Two weeks after the launch, Dag Kittlaus recounted to us that he received a phone call: “Hi, this is Steve Jobs.” As Kittlaus told us, he thought it was a joke and hung up. Then the phone rang again: “Really, it’s Steve Jobs.” It was.

The two men talked for a while, with Jobs congratulating Kittlaus on Siri’s capability. He invited Kittlaus, Cheyer, and Gruber to his house. We predicted that he wanted to discuss the purchase of Siri, but we were not looking to sell. We believed that the business value would almost certainly increase as we continued to develop new versions of Siri according to our road map.

Over the next few weeks, Jobs opened discussions with Kittlaus about a purchase price for Siri, with multiple calls per week. Finally, Jobs made an offer that was a sufficient return on investment. We cannot reveal the offer due to contractual obligations, but it was rewarding. The Siri executive team members were also deeply attracted to working with Jobs and Apple.

Would you, dear reader, have sold Siri, or would you have decided to continue to build it as an independent company? As everyone knows, we decided to sell. As a new and highly popular service on Apple phones, Siri helped motivate purchases of millions of iPhones.

Siri continues to be a part of Apple’s IOS mobile devices. Although it was a breakthrough in both market and technology, consumers in the early days learned that the experience of using Siri could occasionally be disappointing. Sometimes it wasn’t able to recognize words or intent. In our opinion (after Apple bought Siri, we had no further knowledge of Apple’s use of Siri) these experiences may have been due to the fact that Apple had broadened Siri’s original focus from travel and entertainment to any topic anyone in the world wanted to ask about. This made Siri a true breakthrough phenomenon with wide appeal, but also made Siri’s word recognition, natural language understanding, and reasoning ability more challenging.

Now Apple and many other innovative companies are racing to develop products that both advance the technology and serve new markets. There is much that can be done. Speech recognition, natural language, and machine learning are only in their infancy. New virtual personal assistants will be even better at word and language recognition. They will retain context, enable conversations (and not only questions and answers), and learn from their users about their personal preferences and needs.

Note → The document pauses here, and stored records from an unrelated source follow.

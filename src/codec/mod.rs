//! Continuous-to-discrete encoding of placements.
//!
//! A search driver works on real vectors in the unit hypercube; a placement
//! needs `D = N + K` *distinct* attachment-point indices. The codec bridges
//! the two in two steps:
//!
//! 1. [`decode_indices`]: `floor(clip(x_i) · M)`, total on `[0, 1)^D`
//! 2. [`repair_unique`]: replace repeated indices with unused ones
//!
//! # Repair strategies
//!
//! [`RepairStrategy::Ascending`] fills collisions from the free list in
//! ascending order. [`RepairStrategy::Shuffled`] shuffles the free list
//! with an RNG seeded per call, so the mapping from vector to placement is
//! still a pure function of the vector and the seed.
//!
//! # References
//!
//! - Bean (1994), "Genetic algorithms and random keys for sequencing and
//!   optimization"

mod decode;
mod repair;

pub use decode::decode_indices;
pub use repair::{repair_unique, repair_unique_with, RepairStrategy};
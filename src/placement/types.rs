//! Value types of the placement problem.

use crate::geometry::Point;

/// A candidate body location where a node may be mounted.
#[derive(Debug, Clone, PartialEq)]
#[cfg_attr(feature = "serde", derive(serde::Serialize, serde::Deserialize))]
pub struct AttachmentPoint {
    /// Identifier, unique within a pool. Pools are ordered by it.
    pub index: usize,

    /// Position in meters.
    pub position: Point,

    /// Body region label ("torso", "left arm", ...). Informational only.
    pub region: String,
}

impl AttachmentPoint {
    pub fn new(index: usize, x: f64, y: f64, region: impl Into<String>) -> Self {
        Self {
            index,
            position: Point::new(x, y),
            region: region.into(),
        }
    }
}

/// Outcome of evaluating one candidate vector.
#[derive(Debug, Clone, Copy, PartialEq)]
#[cfg_attr(feature = "serde", derive(serde::Serialize, serde::Deserialize))]
pub struct EvaluationResult {
    /// Total radio energy in joules (`sensor_energy + cluster_head_energy`).
    pub energy: f64,

    /// Sensor → cluster-head transmissions.
    pub sensor_energy: f64,

    /// Cluster-head receive, aggregate and forward-to-gateway costs.
    pub cluster_head_energy: f64,

    /// Range violation penalty.
    pub penalty: f64,

    /// `penalty == 0.0`.
    pub feasible: bool,

    /// `energy + penalty`, the value a search driver minimizes.
    pub fitness: f64,
}

/// A fully decoded placement with its evaluation.
#[derive(Debug, Clone, PartialEq)]
#[cfg_attr(feature = "serde", derive(serde::Serialize, serde::Deserialize))]
pub struct Placement {
    /// Pool positions hosting sensors (length N).
    pub sensors: Vec<usize>,

    /// Pool positions hosting cluster-heads (length K).
    pub cluster_heads: Vec<usize>,

    /// For each sensor, the index into `cluster_heads` it reports to.
    pub membership: Vec<usize>,

    pub result: EvaluationResult,
}

impl Placement {
    /// Number of sensors reporting to each cluster-head.
    ///
    /// Membership entries that name no cluster-head are not counted.
    pub fn member_counts(&self) -> Vec<usize> {
        let mut counts = vec![0; self.cluster_heads.len()];
        for &j in &self.membership {
            if let Some(c) = counts.get_mut(j) {
                *c += 1;
            }
        }
        counts
    }
}
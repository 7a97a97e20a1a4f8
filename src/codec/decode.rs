//! Real vector → attachment-point indices.

use crate::error::{PlacementError, Result};

/// Largest value a component is clipped to before scaling.
///
/// `floor(UPPER · M)` is at most `M − 1` for every pool size this crate
/// can index, which keeps the output inside `[0, M)` even when the
/// optimizer hands over values at or slightly above `1.0`.
const UPPER: f64 = 1.0 - f64::EPSILON;

/// Maps each component of `x` to an index in `[0, m)`.
///
/// Components are clipped to `[0, 1 − ε]` first, so values drifting outside
/// the unit interval are tolerated. NaN has no defined clip and is rejected.
///
/// # Examples
///
/// ```
/// use u_wban::codec::decode_indices;
///
/// let idx = decode_indices(&[0.0, 0.5, 0.9999, 1.2, -0.3], 10).unwrap();
/// assert_eq!(idx, vec![0, 5, 9, 9, 0]);
/// ```
pub fn decode_indices(x: &[f64], m: usize) -> Result<Vec<usize>> {
    if m == 0 {
        return Err(PlacementError::invalid("pool size M must be positive"));
    }
    let scale = m as f64;
    x.iter()
        .enumerate()
        .map(|(i, &v)| {
            if v.is_nan() {
                return Err(PlacementError::invalid(format!(
                    "candidate component {i} is NaN"
                )));
            }
            let idx = (v.clamp(0.0, UPPER) * scale).floor() as usize;
            Ok(idx.min(m - 1))
        })
        .collect()
}
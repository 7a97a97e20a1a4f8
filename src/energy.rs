//! First-order radio energy model.
//!
//! Transmitting `k` bits over distance `d` costs electronics energy plus an
//! amplifier term whose path-loss exponent switches at the threshold
//! distance `d0 = sqrt(e_fs / e_mp)`:
//!
//! ```text
//! E_tx(k, d) = k·e_elec + k·e_fs·d²   if d <  d0   (free space)
//!            = k·e_elec + k·e_mp·d⁴   if d >= d0   (multipath)
//! E_rx(k)    = k·e_elec
//! E_da(k)    = k·e_agg
//! ```
//!
//! These three primitives are the whole energy law; two-tier accounting in
//! [`crate::placement`] only composes them.
//!
//! # References
//!
//! - Heinzelman, Chandrakasan & Balakrishnan (2002), "An application-specific
//!   protocol architecture for wireless microsensor networks"

use crate::error::{PlacementError, Result};

/// Radio model parameters.
///
/// Units: `e_*` in J/bit (or J/bit/m² and J/bit/m⁴ for the amplifier
/// coefficients), `packet_bits` in bits, `e_init` in joules.
///
/// # Examples
///
/// ```
/// use u_wban::energy::EnergyParams;
///
/// let params = EnergyParams::default()
///     .with_packet_bits(2000)
///     .with_beta_agg(0.5);
/// assert!(params.validate().is_ok());
/// ```
#[derive(Debug, Clone, Copy, PartialEq)]
#[cfg_attr(feature = "serde", derive(serde::Serialize, serde::Deserialize))]
pub struct EnergyParams {
    /// Electronics energy per bit (TX and RX circuitry).
    pub e_elec: f64,

    /// Free-space amplifier coefficient (d² regime).
    pub e_fs: f64,

    /// Multipath amplifier coefficient (d⁴ regime).
    pub e_mp: f64,

    /// Data aggregation energy per bit.
    pub e_agg: f64,

    /// Bits per sensor packet.
    pub packet_bits: u64,

    /// Fraction of combined member traffic a cluster-head forwards after
    /// aggregation. `1.0` means no compression.
    pub beta_agg: f64,

    /// Initial node energy. Carried for reporting; not part of the cost.
    pub e_init: f64,
}

impl Default for EnergyParams {
    fn default() -> Self {
        Self {
            e_elec: 50e-9,
            e_fs: 10e-12,
            e_mp: 0.0013e-12,
            e_agg: 5e-9,
            packet_bits: 4000,
            beta_agg: 1.0,
            e_init: 0.5,
        }
    }
}

impl EnergyParams {
    /// Builds a validated parameter set.
    #[allow(clippy::too_many_arguments)]
    pub fn new(
        e_elec: f64,
        e_fs: f64,
        e_mp: f64,
        e_agg: f64,
        packet_bits: u64,
        beta_agg: f64,
        e_init: f64,
    ) -> Result<Self> {
        let params = Self {
            e_elec,
            e_fs,
            e_mp,
            e_agg,
            packet_bits,
            beta_agg,
            e_init,
        };
        params.validate()?;
        Ok(params)
    }

    pub fn with_e_elec(mut self, v: f64) -> Self {
        self.e_elec = v;
        self
    }

    pub fn with_e_fs(mut self, v: f64) -> Self {
        self.e_fs = v;
        self
    }

    pub fn with_e_mp(mut self, v: f64) -> Self {
        self.e_mp = v;
        self
    }

    pub fn with_e_agg(mut self, v: f64) -> Self {
        self.e_agg = v;
        self
    }

    pub fn with_packet_bits(mut self, bits: u64) -> Self {
        self.packet_bits = bits;
        self
    }

    pub fn with_beta_agg(mut self, beta: f64) -> Self {
        self.beta_agg = beta;
        self
    }

    pub fn with_e_init(mut self, v: f64) -> Self {
        self.e_init = v;
        self
    }

    /// Checks the parameter invariants.
    ///
    /// Both amplifier coefficients must be strictly positive since their
    /// ratio defines `d0`.
    pub fn validate(&self) -> Result<()> {
        if !(self.e_fs > 0.0) {
            return Err(PlacementError::invalid("e_fs must be positive"));
        }
        if !(self.e_mp > 0.0) {
            return Err(PlacementError::invalid("e_mp must be positive"));
        }
        if !(self.e_elec >= 0.0) {
            return Err(PlacementError::invalid("e_elec must be non-negative"));
        }
        if !(self.e_agg >= 0.0) {
            return Err(PlacementError::invalid("e_agg must be non-negative"));
        }
        if self.packet_bits == 0 {
            return Err(PlacementError::invalid("packet_bits must be at least 1"));
        }
        if !(self.beta_agg >= 0.0) {
            return Err(PlacementError::invalid("beta_agg must be non-negative"));
        }
        if !(self.e_init >= 0.0) {
            return Err(PlacementError::invalid("e_init must be non-negative"));
        }
        Ok(())
    }
}

/// Threshold distance `d0 = sqrt(e_fs / e_mp)`.
pub fn threshold_distance(params: &EnergyParams) -> Result<f64> {
    if !(params.e_mp > 0.0) {
        return Err(PlacementError::invalid("e_mp must be positive"));
    }
    Ok((params.e_fs / params.e_mp).sqrt())
}

/// Energy to transmit `bits` over `distance` meters.
pub fn transmit_cost(bits: u64, distance: f64, params: &EnergyParams) -> Result<f64> {
    if !(distance >= 0.0) {
        return Err(PlacementError::invalid(format!(
            "distance must be non-negative, got {distance}"
        )));
    }
    let k = bits as f64;
    let amp = if distance < threshold_distance(params)? {
        params.e_fs * distance * distance
    } else {
        params.e_mp * distance.powi(4)
    };
    Ok(k * params.e_elec + k * amp)
}

/// Energy to receive `bits`. Independent of distance.
#[inline]
pub fn receive_cost(bits: u64, params: &EnergyParams) -> f64 {
    bits as f64 * params.e_elec
}

/// Energy to aggregate `bits`.
#[inline]
pub fn aggregation_cost(bits: u64, params: &EnergyParams) -> f64 {
    bits as f64 * params.e_agg
}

The next generation of virtual personal assistants will also become virtual personal specialists, helping consumers access personal and sensitive information such as health records or bank accounts. SRI recently launched a new venture, Kasisto, which provides this next generation virtual personal specialist to the banking industry. There is no doubt that the future of virtual personal assistants is secure.

The Siri story is only one example of how our process can lead to success and change the world. Keep reading to find more examples from our experience that show how to go about it. Rather than restrict our approach to specific industries, we describe a broad framework that applies to companies targeting services and products of all kinds. We focus on issues ranging from identifying market opportunities that create great ventures, to selecting products for a venture, and choosing the team, all the way through to sustaining innovation within a successful public company.